Bronchoalveolar inflammation induced by B. thailandensis is not dependent on individual TLRs or MyD88. BAL was performed in the mice infected as described in the legend for Fig. 4 after deposition of ∼400 CFU/lung (A) or ∼550 CFU/lung (B). At 24 and 72 h after infection, total cells, polymorphonuclear leukocytes (PMN), and mononuclear cells (MN) in the BAL fluid were enumerated. Data are displayed as means ± standard deviations. (A) Eight mice total per strain were sampled at each time point (seven for TLR2^−/− and MyD88^−/− mice at 24 h), and data from two comparable experiments performed independently are combined. (B) Four mice per strain were sampled at each time point, and the data displayed represent one of two comparable experiments performed independently.

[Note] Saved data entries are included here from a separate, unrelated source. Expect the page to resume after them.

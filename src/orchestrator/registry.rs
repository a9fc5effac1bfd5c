//! Capability Registry
//!
//! Defines the `Worker` trait every step executor implements and the
//! per-request registry that maps a `WorkerRole` to a live worker.

use anyhow::Result;
use async_trait::async_trait;
use std::collections::HashMap;
use std::sync::Arc;

use crate::llm::TokenUsage;

use super::context::ResourceRecord;
use super::error::OrchestratorError;
use super::propagation::ContextSummary;
use super::role::WorkerRole;
use super::types::StepOutput;

/// What the scheduler hands a worker for one step
#[derive(Debug, Clone, Default)]
pub struct WorkerRequest {
    /// Step description (or checkpoint instruction)
    pub prompt: String,
    /// Results of the step's dependencies, or other caller-supplied detail
    pub additional_context: Option<String>,
    /// Read-only snapshot of the execution context
    pub context: Option<ContextSummary>,
}

impl WorkerRequest {
    pub fn new(prompt: impl Into<String>) -> Self {
        Self {
            prompt: prompt.into(),
            additional_context: None,
            context: None,
        }
    }

    pub fn with_additional_context(mut self, additional: impl Into<String>) -> Self {
        let additional = additional.into();
        self.additional_context = (!additional.is_empty()).then_some(additional);
        self
    }

    pub fn with_context(mut self, context: ContextSummary) -> Self {
        self.context = Some(context);
        self
    }
}

/// Token usage a worker spent, with the model that spent it
#[derive(Debug, Clone, PartialEq)]
pub struct UsageRecord {
    pub usage: TokenUsage,
    pub model: String,
}

/// Value returned by a worker; the scheduler records it
#[derive(Debug, Clone)]
pub struct WorkerOutput {
    pub value: StepOutput,
    pub records: Vec<ResourceRecord>,
    pub usage: Option<UsageRecord>,
}

impl WorkerOutput {
    pub fn text(text: impl Into<String>) -> Self {
        Self {
            value: StepOutput::Text(text.into()),
            records: Vec::new(),
            usage: None,
        }
    }

    pub fn object(value: serde_json::Value) -> Self {
        Self {
            value: StepOutput::Object(value),
            records: Vec::new(),
            usage: None,
        }
    }

    pub fn with_records(mut self, records: Vec<ResourceRecord>) -> Self {
        self.records = records;
        self
    }

    pub fn with_usage(mut self, usage: TokenUsage, model: impl Into<String>) -> Self {
        self.usage = Some(UsageRecord {
            usage,
            model: model.into(),
        });
        self
    }
}

/// A specialized agent that executes plan steps of one role
#[async_trait]
pub trait Worker: Send + Sync {
    /// Worker name (for logging/display)
    fn name(&self) -> &str;

    /// Execute one request; failures are returned, never panicked
    async fn execute(&self, request: WorkerRequest) -> Result<WorkerOutput>;
}

/// Maps each role to the worker that serves it
#[derive(Default, Clone)]
pub struct CapabilityRegistry {
    workers: HashMap<WorkerRole, Arc<dyn Worker>>,
}

impl CapabilityRegistry {
    pub fn new() -> Self {
        Self::default()
    }

    /// Register (or replace) the worker for a role
    pub fn register(&mut self, role: WorkerRole, worker: Arc<dyn Worker>) {
        tracing::debug!("Registering worker '{}' for role {}", worker.name(), role);
        self.workers.insert(role, worker);
    }

    /// Builder-style registration
    pub fn with_worker(mut self, role: WorkerRole, worker: Arc<dyn Worker>) -> Self {
        self.register(role, worker);
        self
    }

    pub fn resolve(&self, role: WorkerRole) -> Result<Arc<dyn Worker>, OrchestratorError> {
        self.workers
            .get(&role)
            .cloned()
            .ok_or(OrchestratorError::WorkerNotRegistered(role))
    }

    /// Resolve a role given by name; anything but the five roles is rejected
    pub fn resolve_name(&self, name: &str) -> Result<Arc<dyn Worker>, OrchestratorError> {
        let role: WorkerRole = name.parse()?;
        self.resolve(role)
    }

    pub fn has(&self, role: WorkerRole) -> bool {
        self.workers.contains_key(&role)
    }

    /// Registered roles in declaration order
    pub fn roles(&self) -> Vec<WorkerRole> {
        WorkerRole::ALL
            .into_iter()
            .filter(|role| self.has(*role))
            .collect()
    }

    pub fn clear(&mut self) {
        self.workers.clear();
    }

    pub fn len(&self) -> usize {
        self.workers.len()
    }

    pub fn is_empty(&self) -> bool {
        self.workers.is_empty()
    }
}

Statistical testing was performed with ANOVA and Bonferroni's post-test (A) or the t test (B). * indicates a P value of <0.05 for TLR5^−/− versus WT, and *** indicates a P value of <0.001 for MyD88^−/− versus WT. Mean values (± standard deviations) for BAL fluid cell counts in naïve C57BL/6 mice (n = 4) are 0 (± 0) × 10⁶ PMN/ml and 0.09 (± 0.03) × 10⁶ MN/ml.

FIG. 6.

Pulmonary cytokine responses to B. thailandensis are not dependent on individual TLRs or MyD88. Mice were infected as described in the legend for Fig. 4 after deposition of ∼400 CFU/lung (A) or ∼550 CFU/lung (B). Lung homogenate cytokines were measured in duplicate at 24 and 72 h after infection. (A) Eight mice total per strain were sampled at each time point (seven for TLR2^−/− mice at 24 h), and data from two comparable experiments performed independently are combined. (B) Four mice per strain were sampled at each time point, and the data displayed represent one of two comparable experiments performed independently. Data are plotted as means ± standard deviations. Statistical testing was performed after log transformation of data when displayed on a log scale with ANOVA and Bonferroni's post-test (A) or the t test (B). * indicates a P value of <0.05, ** P values of <0.01, and *** P values of <0.001 for MyD88^−/− versus WT. Mean values (± standard deviations) for lung homogenate cytokines in naïve C57BL/6 mice (n = 4) in pg/ml are as follows: TNF-α, 55 (± 0); MCP-1, 468 (± 0); IL-1β, 400 (± 0); IL-6, 84 (± 37); MIP-2, 50 (± 0); and KC, 137 (± 38).

FIG. 7.

Systemic cytokine responses to B. thailandensis are not dependent on individual TLRs or MyD88. Mice were infected as described in the legend for Fig. 4 after deposition of ∼400 CFU/lung (A) or ∼550 CFU/lung (B). Serum cytokines were measured in duplicate at 24 and 72 h after infection. (A) Seven mice total per strain were sampled at 24 h, and eight mice total per strain were sampled at 72 h; data from the two comparable experiments performed independently were combined. (B) Four mice per strain were sampled at each time point, and the data displayed represent one of two comparable experiments performed independently. Data are plotted as means ± standard deviations. Statistical testing was performed after log transformation of data when displayed on a log scale with ANOVA and Bonferroni's post-test (A) or the t test (B) after. * indicates a P value of <0.05, and *** indicates a P value of <0.001 for MyD88^−/− versus WT. Mean values (± standard deviations) for serum cytokines in naïve C57BL/6 mice (n = 4) in pg/ml are as follows: TNF-α, 55 (± 0); MCP-1, 468 (± 0); IL-1β, 400 (± 0); IL-6, 72 (± 0); MIP-2, 50 (± 0); and KC, 155 (± 43).